Ma queste innovazioni sono davvero destinate a rimanere limitate alla Pan-Amazzonia e non colte da coloro che si trovano in altre aree con le proprie agende? Le prove disponibili indicano il contrario.

Si pensi, ad esempio, alla riunione sinodale di “studio” che si è svolta a Roma poco dopo la pubblicazione del documento di lavoro. Il cardinale Kasper e diversi altri leader della Chiesa tedesca, con tendenze progressiste, sono stati una parte preponderante tra i 30 partecipanti all’incontro a porte chiuse, e su invito, che è stato convocato sotto l’egida della Rete Ecclesiale Pan-Amazzonica (REPAM). Erano presenti anche il cardinale brasiliano Claudio Hummes, relatore generale del Sinodo e presidente della REPAM, e il cardinale Lorenzo Baldisseri, segretario generale del Sinodo dei vescovi.

Da notare che sono stati i vescovi tedeschi a promuovere la ricezione della comunione per i cattolici divorziati e risposati civilmente durante i sinodi della famiglia.

Allo stesso modo, nel periodo che precede l’incontro pan-amazzonico, i leader della Chiesa in Germania sono stati in prima linea nel promuovere la discussione dei sacerdoti sposati, e il cardinale Kasper ha riconosciuto che la questione è stata discussa durante l’incontro a porte chiuse a Roma.
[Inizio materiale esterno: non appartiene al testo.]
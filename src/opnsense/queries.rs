//! Typed fetch operations, one per upstream resource.
//!
//! Each operation calls [`OpnSenseClient::fetch`] against a logical endpoint and
//! converts the raw response shape into the domain record collectors consume.
//! Conversions are plain functions so they can be tested without a network.

use crate::opnsense::client::OpnSenseClient;
use crate::opnsense::endpoints;
use crate::opnsense::error::FetchError;
use crate::opnsense::parse::{parse_float, parse_int, parse_with_unit};
use crate::opnsense::types::*;
use reqwest::Method;
use serde_json::Value;
use std::collections::BTreeMap;
use tracing::warn;

/// Standard bootgrid search payload for `search*` endpoints
const SEARCH_PAYLOAD: &str = r#"{"current":1,"rowCount":-1,"sort":{},"searchPhrase":""}"#;

/// Search payload that also asks OPNsense not to resolve hostnames
const SEARCH_NO_RESOLVE_PAYLOAD: &str =
    r#"{"current":1,"rowCount":-1,"sort":{},"searchPhrase":"","resolve":"no"}"#;

impl OpnSenseClient {
    pub async fn fetch_arp_table(&self) -> Result<ArpTable, FetchError> {
        let response: ArpSearchResponse = self
            .fetch(Method::POST, endpoints::ARP, Some(SEARCH_NO_RESOLVE_PAYLOAD))
            .await?;
        Ok(convert_arp_table(response))
    }

    pub async fn fetch_cron_table(&self) -> Result<CronTable, FetchError> {
        let response: CronSearchResponse = self
            .fetch(
                Method::POST,
                endpoints::CRON_JOBS,
                Some(SEARCH_NO_RESOLVE_PAYLOAD),
            )
            .await?;
        Ok(convert_cron_table(response))
    }

    pub async fn fetch_services(&self) -> Result<Services, FetchError> {
        let response: ServicesSearchResponse =
            self.fetch(Method::GET, endpoints::SERVICES, None).await?;
        Ok(convert_services(response))
    }

    pub async fn fetch_pf_stats_by_interface(&self) -> Result<FirewallPfStats, FetchError> {
        let response: PfStatsResponse = self
            .fetch(Method::GET, endpoints::PF_STATISTICS_BY_INTERFACE, None)
            .await?;

        let interfaces = response
            .interfaces
            .into_iter()
            .map(|(name, mut stats)| {
                stats.interface = name;
                stats
            })
            .collect();
        Ok(FirewallPfStats { interfaces })
    }

    pub async fn fetch_interfaces(&self) -> Result<Interfaces, FetchError> {
        let response: InterfacesResponse =
            self.fetch(Method::GET, endpoints::INTERFACES, None).await?;
        convert_interfaces(response)
    }

    pub async fn fetch_protocol_statistics(&self) -> Result<ProtocolStatistics, FetchError> {
        let response: ProtocolStatisticsResponse = self
            .fetch(Method::GET, endpoints::PROTOCOL_STATISTICS, None)
            .await?;

        let stats = response.statistics;
        Ok(ProtocolStatistics {
            tcp_sent_packets: stats.tcp.sent_packets,
            tcp_received_packets: stats.tcp.received_packets,
            arp_sent_requests: stats.arp.sent_requests,
            arp_received_requests: stats.arp.received_requests,
            tcp_connection_count_by_state: stats.tcp.connection_count_by_state,
        })
    }

    pub async fn fetch_gateways(&self) -> Result<Gateways, FetchError> {
        let response: GatewaysStatusResponse = self
            .fetch(Method::GET, endpoints::GATEWAYS_STATUS, None)
            .await?;
        Ok(convert_gateways(response))
    }

    pub async fn fetch_firmware_status(&self) -> Result<FirmwareStatus, FetchError> {
        let response: FirmwareStatusResponse =
            self.fetch(Method::GET, endpoints::FIRMWARE, None).await?;
        Ok(convert_firmware_status(response))
    }

    pub async fn fetch_openvpn_instances(&self) -> Result<OpenVpnInstances, FetchError> {
        let response: OpenVpnSearchResponse = self
            .fetch(
                Method::POST,
                endpoints::OPENVPN_INSTANCES,
                Some(SEARCH_PAYLOAD),
            )
            .await?;
        convert_openvpn_instances(response)
    }

    pub async fn fetch_wireguard_clients(&self) -> Result<WireguardClients, FetchError> {
        let response: WireguardClientsResponse = self
            .fetch(Method::GET, endpoints::WIREGUARD_CLIENTS, None)
            .await?;
        Ok(convert_wireguard_clients(response))
    }

    pub async fn fetch_ipsec_phase1(&self) -> Result<IpsecTunnels, FetchError> {
        let response: IpsecPhase1Response = self
            .fetch(Method::GET, endpoints::IPSEC_PHASE1, None)
            .await?;

        let tunnels = response
            .rows
            .into_iter()
            .map(|row| IpsecPhase1 {
                description: row.phase1desc,
                name: row.name,
                ike_id: row.ikeid,
                connected: row.connected,
                install_time: value_to_i64(&row.install_time),
                bytes_in: row.bytes_in,
                bytes_out: row.bytes_out,
                packets_in: row.packets_in,
                packets_out: row.packets_out,
            })
            .collect();
        Ok(IpsecTunnels { tunnels })
    }

    /// Child SAs of the phase 1 tunnel named `phase1_name`
    pub async fn fetch_ipsec_phase2(
        &self,
        phase1_name: &str,
    ) -> Result<Vec<IpsecPhase2>, FetchError> {
        let payload = serde_json::json!({ "id": phase1_name }).to_string();
        let response: IpsecPhase2Response = self
            .fetch(Method::POST, endpoints::IPSEC_PHASE2, Some(&payload))
            .await?;

        Ok(response
            .rows
            .into_iter()
            .map(|row| IpsecPhase2 {
                description: row.phase2desc,
                name: row.name,
                spi_in: row.spi_in,
                spi_out: row.spi_out,
                install_time: value_to_i64(&row.install_time),
                rekey_time: value_to_i64(&row.rekey_time),
                life_time: value_to_i64(&row.life_time),
                bytes_in: row.bytes_in,
                bytes_out: row.bytes_out,
                packets_in: row.packets_in,
                packets_out: row.packets_out,
            })
            .collect())
    }

    pub async fn fetch_unbound_overview(&self) -> Result<UnboundDnsOverview, FetchError> {
        let response: UnboundDnsStatusResponse = self
            .fetch(Method::GET, endpoints::UNBOUND_DNS_STATUS, None)
            .await?;
        convert_unbound_overview(response)
    }

    pub async fn fetch_dhcp_leases(&self) -> Result<DhcpLeases, FetchError> {
        let response: DhcpLeasesResponse = self
            .fetch(Method::POST, endpoints::DHCPV4, Some(SEARCH_PAYLOAD))
            .await?;

        let mut counts = BTreeMap::new();
        for lease in response.rows {
            *counts
                .entry((lease.interface, lease.lease_type, lease.state))
                .or_insert(0) += 1;
        }
        Ok(DhcpLeases { counts })
    }
}

fn convert_arp_table(response: ArpSearchResponse) -> ArpTable {
    ArpTable {
        entries: response
            .rows
            .into_iter()
            .map(|row| ArpEntry {
                mac: row.mac,
                ip: row.ip,
                entry_type: row.entry_type,
                hostname: row.hostname,
                interface_description: row.intf_description,
                expired: row.expired,
                permanent: row.permanent,
                expires: row.expires,
            })
            .collect(),
        total_entries: response.total,
    }
}

fn convert_cron_table(response: CronSearchResponse) -> CronTable {
    let total_entries = response.rows.len();
    let mut jobs = Vec::with_capacity(total_entries);

    for row in response.rows {
        let enabled = match parse_int(&row.enabled, endpoints::CRON_JOBS) {
            Ok(value) => value != 0,
            Err(e) => {
                warn!(uuid = %row.uuid, error = %e, "unable to parse cron entry status");
                continue;
            }
        };
        jobs.push(CronJob {
            schedule: format!(
                "{} {} {} {} {}",
                row.minutes, row.hours, row.days, row.months, row.weekdays
            ),
            uuid: row.uuid,
            description: row.description,
            command: row.command,
            origin: row.origin,
            enabled,
        });
    }

    CronTable {
        jobs,
        total_entries,
    }
}

fn convert_services(response: ServicesSearchResponse) -> Services {
    let mut services = Services::default();
    for row in response.rows {
        let status = match row.running {
            0 => {
                services.total_stopped += 1;
                ServiceStatus::Stopped
            }
            1 => {
                services.total_running += 1;
                ServiceStatus::Running
            }
            _ => ServiceStatus::Unknown,
        };
        services.services.push(Service {
            name: row.name,
            description: row.description,
            status,
        });
    }
    services
}

fn convert_interfaces(response: InterfacesResponse) -> Result<Interfaces, FetchError> {
    let int = |value: &str| parse_int(value, endpoints::INTERFACES);

    let mut interfaces = Vec::with_capacity(response.interfaces.len());
    for details in response.interfaces.into_values() {
        interfaces.push(Interface {
            mtu: int(&details.mtu)?,
            bytes_received: int(&details.bytes_received)?,
            bytes_transmitted: int(&details.bytes_transmitted)?,
            packets_received: int(&details.packets_received)?,
            packets_transmitted: int(&details.packets_transmitted)?,
            multicasts_received: int(&details.multicasts_received)?,
            multicasts_transmitted: int(&details.multicasts_transmitted)?,
            input_errors: int(&details.input_errors)?,
            output_errors: int(&details.output_errors)?,
            collisions: int(&details.collisions)?,
            name: details.name,
            device: details.device,
            interface_type: details.interface_type,
        });
    }
    Ok(Interfaces { interfaces })
}

fn convert_gateways(response: GatewaysStatusResponse) -> Gateways {
    let gateways = response
        .items
        .into_iter()
        .map(|row| {
            let status = match row.status_translated.as_str() {
                "Online" => GatewayStatus::Online,
                "Offline" => GatewayStatus::Offline,
                _ => {
                    warn!(gateway = %row.name, status = %row.status, "unknown gateway status detected");
                    GatewayStatus::Unknown
                }
            };
            Gateway {
                loss_percentage: gateway_value(&row.name, "loss", &row.loss, "%"),
                rtt_milliseconds: gateway_value(&row.name, "rtt", &row.delay, "ms"),
                rttd_milliseconds: gateway_value(&row.name, "rttd", &row.stddev, "ms"),
                name: row.name,
                address: row.address,
                status,
            }
        })
        .collect();
    Gateways { gateways }
}

fn gateway_value(gateway: &str, kind: &str, raw: &str, unit: &str) -> Option<f64> {
    let value = parse_with_unit(raw, unit);
    if value.is_none() {
        warn!(gateway, kind, value = raw, "unable to parse gateway measurement");
    }
    value
}

fn convert_firmware_status(response: FirmwareStatusResponse) -> FirmwareStatus {
    let mut status = FirmwareStatus {
        last_check: response.last_check,
        needs_reboot: -1,
        new_packages: response.new_packages.len(),
        os_version: response.os_version,
        product_abi: response.product_abi,
        product_id: response.product_id,
        product_version: response.product_version,
        upgrade_packages: response.upgrade_packages.len(),
        upgrade_needs_reboot: -1,
    };

    // The reboot flags are only filled in after an update check since boot
    if status.last_check.is_empty() {
        return status;
    }

    match parse_int(&response.needs_reboot, endpoints::FIRMWARE) {
        Ok(value) => status.needs_reboot = value,
        Err(e) => warn!(error = %e, "firmware: failed to parse needs_reboot"),
    }
    match parse_int(
        &response.product.product_check.upgrade_needs_reboot,
        endpoints::FIRMWARE,
    ) {
        Ok(value) => status.upgrade_needs_reboot = value,
        Err(e) => warn!(error = %e, "firmware: failed to parse upgrade_needs_reboot"),
    }
    status
}

fn convert_openvpn_instances(
    response: OpenVpnSearchResponse,
) -> Result<OpenVpnInstances, FetchError> {
    let mut instances = Vec::with_capacity(response.rows.len());
    for row in response.rows {
        instances.push(OpenVpnInstance {
            enabled: parse_int(&row.enabled, endpoints::OPENVPN_INSTANCES)?,
            uuid: row.uuid,
            description: row.description,
            role: row.role.to_lowercase(),
            device_type: row.dev_type,
        });
    }
    Ok(OpenVpnInstances { instances })
}

fn convert_wireguard_clients(response: WireguardClientsResponse) -> WireguardClients {
    let mut clients = WireguardClients::default();
    for row in response.rows {
        match row.row_type.as_str() {
            "interface" => {
                let status = match row.status.as_str() {
                    "up" => WireguardInterfaceStatus::Up,
                    "down" => WireguardInterfaceStatus::Down,
                    other => {
                        warn!(status = other, "unknown wireguard interface status detected");
                        WireguardInterfaceStatus::Unknown
                    }
                };
                clients.interfaces.push(WireguardInterface {
                    device: row.device,
                    device_type: row.row_type,
                    device_name: row.device_name,
                    name: row.name,
                    status,
                });
            }
            "peer" => clients.peers.push(WireguardPeer {
                device: row.device,
                device_type: row.row_type,
                device_name: row.device_name,
                name: row.name,
                latest_handshake: row.latest_handshake,
                transfer_rx: row.transfer_rx,
                transfer_tx: row.transfer_tx,
            }),
            _ => {}
        }
    }
    clients
}

fn convert_unbound_overview(
    response: UnboundDnsStatusResponse,
) -> Result<UnboundDnsOverview, FetchError> {
    let endpoint = endpoints::UNBOUND_DNS_STATUS;
    let data = response.data;

    let counts = |map: BTreeMap<String, String>| -> Result<BTreeMap<String, i64>, FetchError> {
        map.into_iter()
            .map(|(key, value)| parse_int(&value, endpoint).map(|count| (key, count)))
            .collect()
    };

    Ok(UnboundDnsOverview {
        uptime_seconds: parse_float(&data.time.up, endpoint)?,
        queries_total: parse_int(&data.total.num.queries, endpoint)?,
        cache_hits_total: parse_int(&data.total.num.cachehits, endpoint)?,
        cache_misses_total: parse_int(&data.total.num.cachemiss, endpoint)?,
        answers_bogus_total: parse_int(&data.num.answer.bogus, endpoint)?,
        answers_secure_total: parse_int(&data.num.answer.secure, endpoint)?,
        answer_rcodes: counts(data.num.answer.rcode)?,
        query_types: counts(data.num.query.types)?,
    })
}

/// Time fields come back as numbers or numeric strings; anything else is 0
fn value_to_i64(value: &Value) -> i64 {
    match value {
        Value::Number(n) => n.as_i64().or_else(|| n.as_f64().map(|f| f as i64)).unwrap_or(0),
        Value::String(s) => s.trim().parse().unwrap_or(0),
        Value::Bool(b) => i64::from(*b),
        _ => 0,
    }
}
Sembra altamente improbabile che i tedeschi prevedano che un’eccezione locale per i sacerdoti sposati si applichi solo in Amazzonia e non anche alla loro Chiesa locale.

L’Instrumentum laboris di questo Sinodo sembra essere strutturato come il culmine dell’attenzione di questo pontificato all’ascolto e all’accompagnamento pastorale e la promozione di una concezione della sinodalità che facilita un maggiore decentramento per dare alle Chiese locali più spazio per attuare soluzioni locali ai loro problemi pastorali locali.

Papa Francesco è stato giustamente lodato da tutti per il suo impegno per una completa “conversione pastorale”, articolata per la prima volta nella sua esortazione apostolica Evangelii Gaudium del 2013. È infatti centrale per la vita della Chiesa avere una posizione di ascolto e pastorale, ma questa non è l’unica posizione che la Chiesa – e il Papa – deve assumere.

Altrettanto fondamentale è un insegnamento chiaro e coerente in conformità con il magistero della Chiesa e il governo della Chiesa universale in modo chiaro e coerente per assicurare che non si disintegri in un’assemblea di regioni locali con dottrine e pratiche contraddittorie e incompatibili.

Così, per il bene della Chiesa e per la salvezza delle anime che sono state affidate alla sua cura da Gesù, le eccezioni non possono mai diventare la regola, al prossimo sinodo pan-amazzonico – o in qualsiasi altro luogo.